Guest Post by Paula at AffordAnything.org
Well, the title is not entirely true. (Okay, it’s a complete lie.) I haven’t learned EVERYTHING about money from Homer Simpson. But I’ve certainly learned a lot from watching television’s most famous cartoon dad.
Lesson #1: Either Get Ahead at Work or Concentrate on Side Income
Homer’s day job is Nuclear Safety Inspector at Springfield Nuclear Power Plant, but he’s mostly ignored by his superiors, and it’s clear he won’t be getting a raise from miserly boss, Montgomery Burns. So rather than stress himself out with his responsibility at his day job (who cares if there’s a meltdown at the plant?), he commits his extra energy into his own entrepreneurial side ventures.
Over the years, Homer has moonlighted as a clown impersonator, launched a snow plow company, gone to space as a NASA astronaut, sang in a barbershop quartet, smuggled beer in prohibition zones, and invented a reclining toilet.
Plenty of people have great opportunities to move up the ladder at their current job, or head to a bigger and better company in their same line of work. If you’re one of these people, your time might be best spent getting ahead within your field. A young associate at a law firm, for example, could probably make more money moving up the ladder than he could writing blog posts about Homer Simpson.
But if you’re a graduate from a liberal arts major at a state university who earned chump change as a newspaper reporter (like yours truly), you might be better off trying to launch your own side business. True, the “entrepreneur” myth is that business ownership = instant wealth. (Not true!) But this will at least give you multiple streams of income, so you have something to fall back on when you get laid off in the next recession — or extra cash to splurge on a reclining toilet.
Lesson #2: It’s More Fulfilling to Give Than to Spend On Yourself
Homer’s not exactly saintly — he sleeps through church — but when push comes to shove, we see Homer sacrificing for his family. Although he once won a ride on the Duff Beer blimp, the opportunity of a lifetime for a Duff fanatic like Homer, he sold his ticket to raise the money so his daughter Lisa could enter a contest. When he bought a winning lottery ticket but couldn’t admit that he won (for a complicated number of reasons), he spent the money on items for his family — a washer and drier, kitchen appliances — rather than for himself, and placed the goods in places where Marge and the kids would “find” the treasure.

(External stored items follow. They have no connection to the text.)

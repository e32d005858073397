//! Access classification for schedulers.
//!
//! Operations on a store either read component values, write them in place, or change the
//! component set of an entity. A scheduler declares the accesses of each job as an
//! [`AccessSet`] and runs jobs whose sets do not conflict side by side.

use crate::component::Component;
use crate::entity::Entity;
use crate::registry::{ComponentIndex, ComponentRegistry};
use crate::store::ComponentStore;
use crate::HashMap;
use std::collections::hash_map;

/// A store operation on one component of one entity.
#[derive(Debug, Copy, Clone, Eq, PartialEq)]
pub enum Operation {
    Get,
    Set,
    Remove,
    Clear,
}

/// How an operation touches a component type. Ordered from weakest to strongest.
#[derive(Debug, Copy, Clone, Eq, PartialEq, Ord, PartialOrd, Hash)]
pub enum Access {
    /// Values are only read.
    Read,
    /// The component set changes. Segment memory is untouched until the next resolve.
    Structural,
    /// Values in segment memory are overwritten.
    Write,
}

impl ComponentStore {
    /// Classifies `operation` on component `C` of `entity` in the store's current state.
    ///
    /// `Set` of a component which the entity's current segment stores writes in place; any
    /// other mutation is structural.
    pub fn access_of<C: Component>(&self, entity: Entity, operation: Operation) -> Access {
        match operation {
            Operation::Get => Access::Read,
            Operation::Set => {
                let in_place = self.location(entity).map_or(false, |location| {
                    self.segments()[location.segment.get()].has_component::<C>()
                });
                if in_place {
                    Access::Write
                } else {
                    Access::Structural
                }
            }
            Operation::Remove | Operation::Clear => Access::Structural,
        }
    }
}

/// Component types a job touches together with the strongest access to each of them.
#[derive(Debug, Default, Clone)]
pub struct AccessSet {
    components: HashMap<ComponentIndex, Access>,
}

impl AccessSet {
    pub fn new() -> Self {
        Self::default()
    }

    /// Declares `access` to `C`.
    pub fn with<C: Component>(mut self, access: Access) -> Self {
        self.insert(ComponentRegistry::index_of::<C>(), access);
        self
    }

    /// Declares read access to `C`.
    pub fn read<C: Component>(self) -> Self {
        self.with::<C>(Access::Read)
    }

    /// Declares in-place write access to `C`.
    pub fn write<C: Component>(self) -> Self {
        self.with::<C>(Access::Write)
    }

    /// Declares structural access to `C`.
    pub fn structural<C: Component>(self) -> Self {
        self.with::<C>(Access::Structural)
    }

    /// Records `access` to the component, keeping the stronger one if it is already present.
    pub fn insert(&mut self, component: ComponentIndex, access: Access) {
        match self.components.entry(component) {
            hash_map::Entry::Occupied(mut e) => {
                if *e.get() < access {
                    e.insert(access);
                }
            }
            hash_map::Entry::Vacant(e) => {
                e.insert(access);
            }
        }
    }

    pub fn get(&self, component: ComponentIndex) -> Option<Access> {
        self.components.get(&component).copied()
    }

    /// Adds the accesses of `other`.
    pub fn merge(&mut self, other: &AccessSet) {
        self.components.reserve(other.components.len());
        for (component, access) in &other.components {
            self.insert(*component, *access);
        }
    }

    /// Returns `true` if both sets touch a common component and one of them writes its values.
    ///
    /// Structural access does not conflict with reads: pending structural changes become
    /// visible only at the next resolve.
    pub fn conflicts_with(&self, other: &AccessSet) -> bool {
        self.components.iter().any(|(component, a)| {
            other
                .components
                .get(component)
                .map_or(false, |b| *a == Access::Write || *b == Access::Write)
        })
    }
}
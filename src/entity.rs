use index_pool::IndexPool;
use std::fmt;

/// An entity identifier.
///
/// `index` is a slot number reused after the entity is despawned, `generation` is bumped on
/// every reuse so that stale handles can be told apart from the current occupant of the slot.
#[derive(Debug, Copy, Clone, Eq, PartialEq, Hash, Ord, PartialOrd)]
pub struct Entity {
    index: u32,
    generation: u32,
}

impl Entity {
    pub const NULL: Self = Entity {
        index: u32::MAX,
        generation: u32::MAX,
    };

    /// Constructs a new entity identifier.
    pub const fn new(index: u32, generation: u32) -> Entity {
        Entity { index, generation }
    }

    /// Returns the slot number of the entity.
    pub fn index(&self) -> u32 {
        self.index
    }

    /// Returns the generation of the slot this handle was issued for.
    pub fn generation(&self) -> u32 {
        self.generation
    }
}

impl Default for Entity {
    fn default() -> Self {
        Entity::NULL
    }
}

impl fmt::Display for Entity {
    fn fmt(&self, f: &mut fmt::Formatter<'_>) -> fmt::Result {
        write!(f, "{}v{}", self.index, self.generation)
    }
}

/// Hands out entity slots, reusing freed ones with a bumped generation.
#[derive(Default)]
pub(crate) struct EntityAllocator {
    slots: IndexPool,
    generations: Vec<u32>,
}

impl EntityAllocator {
    const MAX_ENTITIES: usize = u32::MAX as usize - 1;

    pub fn with_capacity(capacity: usize) -> Self {
        EntityAllocator {
            slots: IndexPool::new(),
            generations: Vec::with_capacity(capacity),
        }
    }

    pub fn allocate(&mut self) -> Entity {
        #[cold]
        #[inline(never)]
        fn assert_failed() -> ! {
            panic!(
                "Out of entity slots. A maximum number of entities ({}) is reached.",
                EntityAllocator::MAX_ENTITIES
            );
        }

        let index = self.slots.new_id();
        if index >= Self::MAX_ENTITIES {
            assert_failed();
        }
        if index >= self.generations.len() {
            self.generations.resize(index + 1, 0);
        }

        Entity::new(index as u32, self.generations[index])
    }

    /// Returns `true` if the entity was alive.
    pub fn free(&mut self, entity: Entity) -> bool {
        if !self.is_alive(entity) {
            return false;
        }
        let index = entity.index as usize;
        if self.slots.return_id(index).is_err() {
            return false;
        }
        self.generations[index] = self.generations[index].wrapping_add(1);
        true
    }

    pub fn is_alive(&self, entity: Entity) -> bool {
        let index = entity.index as usize;
        self.generations
            .get(index)
            .map_or(false, |gen| *gen == entity.generation && !self.slots.is_free(index))
    }

    /// Returns the number of live entities.
    pub fn len(&self) -> usize {
        self.slots.in_use()
    }
}

#[cfg(test)]
mod tests {
    use super::*;

    #[test]
    fn reused_slot_bumps_generation() {
        let mut alloc = EntityAllocator::default();
        let e0 = alloc.allocate();
        let e1 = alloc.allocate();
        assert_ne!(e0.index(), e1.index());

        assert!(alloc.free(e0));
        assert!(!alloc.free(e0));
        assert!(!alloc.is_alive(e0));

        let e2 = alloc.allocate();
        assert_eq!(e2.index(), e0.index());
        assert_eq!(e2.generation(), e0.generation() + 1);
        assert!(alloc.is_alive(e2));
        assert!(!alloc.is_alive(e0));
        assert_eq!(alloc.len(), 2);
    }

    #[test]
    fn null_is_never_alive() {
        let mut alloc = EntityAllocator::default();
        alloc.allocate();
        assert!(!alloc.is_alive(Entity::NULL));
        assert_eq!(Entity::default(), Entity::NULL);
    }
}
//! Geolocation generator for persisted restaurants.

use rand::Rng;
use seed_core::GeoPoint;

/// Latitude bounds of the continental United States.
pub const LATITUDE_RANGE: (f64, f64) = (24.396308, 49.384358);

/// Longitude bounds of the continental United States.
pub const LONGITUDE_RANGE: (f64, f64) = (-125.0, -66.93457);

/// Generate a random point inside the continental United States bounding box.
pub fn geo_point<R: Rng>(rng: &mut R) -> GeoPoint {
    let latitude = rng.gen_range(LATITUDE_RANGE.0..=LATITUDE_RANGE.1);
    let longitude = rng.gen_range(LONGITUDE_RANGE.0..=LONGITUDE_RANGE.1);
    GeoPoint::new(longitude, latitude)
}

Lesson here? ‘Tis better to share your wealth with others. Don’t get taken advantage of — and let yourself enjoy a Duff beer! — but don’t get so caught up in money that you forget how much a contest entry, or a new blender, could benefit the people you love.
Lesson #3: You Don’t Need to Spend a Lot to Have Fun — A Donut and A Hammock Will Do
Homer is the ultimate fun-lovin’ guy, but he’s not dropping major dollars to have fun. You never see him dash off to Vegas for a weekend, or regularly dine at fancy restaurants. He enjoys the simple things: a donut, some cheap beer, laying in a hammock on a sunny day. He enjoys life as much as the next guy — and saves his hard-earned (okay, soft-earned) cash.